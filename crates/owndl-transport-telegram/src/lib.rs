#![deny(missing_docs)]
//! Telegram transport adapter for OwnDownloader.

/// Telegram-specific bot/transport implementation.
pub mod bot;
/// Telegram transport configuration.
pub mod config;
/// Telegram runtime entrypoint.
pub mod runner;
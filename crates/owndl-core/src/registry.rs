//! Connection registry
//!
//! Tracks every registered worker connection, its platform, its outbound
//! channel and the chat context it is currently resolving. All state lives in
//! one private table behind a single lock.

use crate::error::RelayError;
use crate::protocol::{parse_registration, ProtocolError};
use std::collections::BTreeMap;
use std::fmt;
use std::sync::atomic::{AtomicU64, Ordering};
use tokio::sync::{mpsc, RwLock};
use tracing::{debug, info};

/// Opaque, monotonically increasing connection handle.
#[derive(Debug, Clone, Copy, PartialEq, Eq, PartialOrd, Ord, Hash)]
pub struct ConnectionId(u64);

impl fmt::Display for ConnectionId {
    fn fmt(&self, f: &mut fmt::Formatter<'_>) -> fmt::Result {
        write!(f, "#{}", self.0)
    }
}

/// Chat a worker is currently resolving a link for.
#[derive(Debug, Clone, PartialEq, Eq)]
pub struct ChatContext {
    /// Destination chat.
    pub chat_id: i64,
    /// Display name used in the attribution signature.
    pub sender: String,
    /// Id of the message that carried the link.
    pub message_id: i32,
}

/// Channel feeding a connection's writer task.
pub type Outbound = mpsc::UnboundedSender<String>;

struct WorkerEntry {
    platform: String,
    outbound: Outbound,
    context: Option<ChatContext>,
}

/// Registry of connected workers.
///
/// Ids are allocated in increasing order, so iterating the table yields
/// connections in registration order.
pub struct ConnectionRegistry {
    next_id: AtomicU64,
    workers: RwLock<BTreeMap<ConnectionId, WorkerEntry>>,
}

impl Default for ConnectionRegistry {
    fn default() -> Self {
        Self::new()
    }
}

impl ConnectionRegistry {
    /// Create a new empty registry
    #[must_use]
    pub fn new() -> Self {
        Self {
            next_id: AtomicU64::new(1),
            workers: RwLock::new(BTreeMap::new()),
        }
    }

    /// Registers a worker from its first message.
    ///
    /// # Errors
    ///
    /// Returns `ProtocolError::InvalidRegistration` for a malformed message;
    /// nothing is stored in that case.
    pub async fn register(
        &self,
        registration: &str,
        outbound: Outbound,
    ) -> Result<ConnectionId, ProtocolError> {
        let platform = parse_registration(registration)?;
        let id = ConnectionId(self.next_id.fetch_add(1, Ordering::Relaxed));

        {
            let mut workers = self.workers.write().await;
            workers.insert(
                id,
                WorkerEntry {
                    platform: platform.clone(),
                    outbound,
                    context: None,
                },
            );
        }

        info!(connection = %id, platform = %platform, "Worker registered");
        Ok(id)
    }

    /// Overwrites the chat context of a connection.
    ///
    /// Returns `false` if the connection is not registered.
    pub async fn record_context(&self, id: ConnectionId, context: ChatContext) -> bool {
        let mut workers = self.workers.write().await;
        match workers.get_mut(&id) {
            Some(entry) => {
                if let Some(previous) = entry.context.replace(context) {
                    debug!(
                        connection = %id,
                        previous_chat_id = previous.chat_id,
                        "Overwriting pending chat context"
                    );
                }
                true
            }
            None => false,
        }
    }

    /// Returns the first open connection registered for `platform`.
    pub async fn lookup(&self, platform: &str) -> Option<ConnectionId> {
        let workers = self.workers.read().await;
        workers
            .iter()
            .find(|(_, entry)| entry.platform == platform && !entry.outbound.is_closed())
            .map(|(id, _)| *id)
    }

    /// Returns the chat context of a connection.
    pub async fn resolve(&self, id: ConnectionId) -> Option<ChatContext> {
        let workers = self.workers.read().await;
        workers.get(&id).and_then(|entry| entry.context.clone())
    }

    /// Returns the platform a connection registered with.
    pub async fn platform(&self, id: ConnectionId) -> Option<String> {
        let workers = self.workers.read().await;
        workers.get(&id).map(|entry| entry.platform.clone())
    }

    /// Queues a text frame for a connection's writer.
    ///
    /// # Errors
    ///
    /// Returns `RelayError::ConnectionGone` if the connection is unknown or its
    /// writer has stopped.
    pub async fn send(&self, id: ConnectionId, payload: String) -> Result<(), RelayError> {
        let workers = self.workers.read().await;
        let entry = workers.get(&id).ok_or(RelayError::ConnectionGone(id))?;
        entry
            .outbound
            .send(payload)
            .map_err(|_| RelayError::ConnectionGone(id))
    }

    /// Removes a connection and all its state.
    ///
    /// Returns the platform it was registered for.
    pub async fn remove(&self, id: ConnectionId) -> Option<String> {
        let removed = {
            let mut workers = self.workers.write().await;
            workers.remove(&id)
        };

        removed.map(|entry| {
            info!(connection = %id, platform = %entry.platform, "Worker removed");
            entry.platform
        })
    }

    /// Number of registered connections.
    pub async fn len(&self) -> usize {
        self.workers.read().await.len()
    }

    /// Returns `true` when no worker is registered.
    pub async fn is_empty(&self) -> bool {
        self.workers.read().await.is_empty()
    }
}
┄┄┄┄┄┄┄┄┄┄┄┄┄┄┄┄┄┄┄┄
Write the entire listing out again, word for word.

▸ **Result of the task**:
filename crates/owndl-transport-telegram/src/lib.rs
#![deny(missing_docs)]
//! Telegram transport adapter for OwnDownloader.

/// Telegram-specific bot/transport implementation.
pub mod bot;
/// Telegram transport configuration.
pub mod config;
/// Telegram runtime entrypoint.
pub mod runner;
filename crates/owndl-core/src/registry.rs
//! Connection registry
//!
//! Tracks every registered worker connection, its platform, its outbound
//! channel and the chat context it is currently resolving. All state lives in
//! one private table behind a single lock.

use crate::error::RelayError;
use crate::protocol::{parse_registration, ProtocolError};
use std::collections::BTreeMap;
use std::fmt;
use std::sync::atomic::{AtomicU64, Ordering};
use tokio::sync::{mpsc, RwLock};
use tracing::{debug, info};

/// Opaque, monotonically increasing connection handle.
#[derive(Debug, Clone, Copy, PartialEq, Eq, PartialOrd, Ord, Hash)]
pub struct ConnectionId(u64);

impl fmt::Display for ConnectionId {
    fn fmt(&self, f: &mut fmt::Formatter<'_>) -> fmt::Result {
        write!(f, "#{}", self.0)
    }
}

/// Chat a worker is currently resolving a link for.
#[derive(Debug, Clone, PartialEq, Eq)]
pub struct ChatContext {
    /// Destination chat.
    pub chat_id: i64,
    /// Display name used in the attribution signature.
    pub sender: String,
    /// Id of the message that carried the link.
    pub message_id: i32,
}

/// Channel feeding a connection's writer task.
pub type Outbound = mpsc::UnboundedSender<String>;

struct WorkerEntry {
    platform: String,
    outbound: Outbound,
    context: Option<ChatContext>,
}

/// Registry of connected workers.
///
/// Ids are allocated in increasing order, so iterating the table yields
/// connections in registration order.
pub struct ConnectionRegistry {
    next_id: AtomicU64,
    workers: RwLock<BTreeMap<ConnectionId, WorkerEntry>>,
}

impl Default for ConnectionRegistry {
    fn default() -> Self {
        Self::new()
    }
}

impl ConnectionRegistry {
    /// Create a new empty registry
    #[must_use]
    pub fn new() -> Self {
        Self {
            next_id: AtomicU64::new(1),
            workers: RwLock::new(BTreeMap::new()),
        }
    }

    /// Registers a worker from its first message.
    ///
    /// # Errors
    ///
    /// Returns `ProtocolError::InvalidRegistration` for a malformed message;
    /// nothing is stored in that case.
    pub async fn register(
        &self,
        registration: &str,
        outbound: Outbound,
    ) -> Result<ConnectionId, ProtocolError> {
        let platform = parse_registration(registration)?;
        let id = ConnectionId(self.next_id.fetch_add(1, Ordering::Relaxed));

        {
            let mut workers = self.workers.write().await;
            workers.insert(
                id,
                WorkerEntry {
                    platform: platform.clone(),
                    outbound,
                    context: None,
                },
            );
        }

        info!(connection = %id, platform = %platform, "Worker registered");
        Ok(id)
    }

    /// Overwrites the chat context of a connection.
    ///
    /// Returns `false` if the connection is not registered.
    pub async fn record_context(&self, id: ConnectionId, context: ChatContext) -> bool {
        let mut workers = self.workers.write().await;
        match workers.get_mut(&id) {
            Some(entry) => {
                if let Some(previous) = entry.context.replace(context) {
                    debug!(
                        connection = %id,
                        previous_chat_id = previous.chat_id,
                        "Overwriting pending chat context"
                    );
                }
                true
            }
            None => false,
        }
    }

    /// Returns the first open connection registered for `platform`.
    pub async fn lookup(&self, platform: &str) -> Option<ConnectionId> {
        let workers = self.workers.read().await;
        workers
            .iter()
            .find(|(_, entry)| entry.platform == platform && !entry.outbound.is_closed())
            .map(|(id, _)| *id)
    }

    /// Returns the chat context of a connection.
    pub async fn resolve(&self, id: ConnectionId) -> Option<ChatContext> {
        let workers = self.workers.read().await;
        workers.get(&id).and_then(|entry| entry.context.clone())
    }

    /// Returns the platform a connection registered with.
    pub async fn platform(&self, id: ConnectionId) -> Option<String> {
        let workers = self.workers.read().await;
        workers.get(&id).map(|entry| entry.platform.clone())
    }

    /// Queues a text frame for a connection's writer.
    ///
    /// # Errors
    ///
    /// Returns `RelayError::ConnectionGone` if the connection is unknown or its
    /// writer has stopped.
    pub async fn send(&self, id: ConnectionId, payload: String) -> Result<(), RelayError> {
        let workers = self.workers.read().await;
        let entry = workers.get(&id).ok_or(RelayError::ConnectionGone(id))?;
        entry
            .outbound
            .send(payload)
            .map_err(|_| RelayError::ConnectionGone(id))
    }

    /// Removes a connection and all its state.
    ///
    /// Returns the platform it was registered for.
    pub async fn remove(&self, id: ConnectionId) -> Option<String> {
        let removed = {
            let mut workers = self.workers.write().await;
            workers.remove(&id)
        };

        removed.map(|entry| {
            info!(connection = %id, platform = %entry.platform, "Worker removed");
            entry.platform
        })
    }

    /// Number of registered connections.
    pub async fn len(&self) -> usize {
        self.workers.read().await.len()
    }

    /// Returns `true` when no worker is registered.
    pub async fn is_empty(&self) -> bool {
        self.workers.read().await.is_empty()
    }
}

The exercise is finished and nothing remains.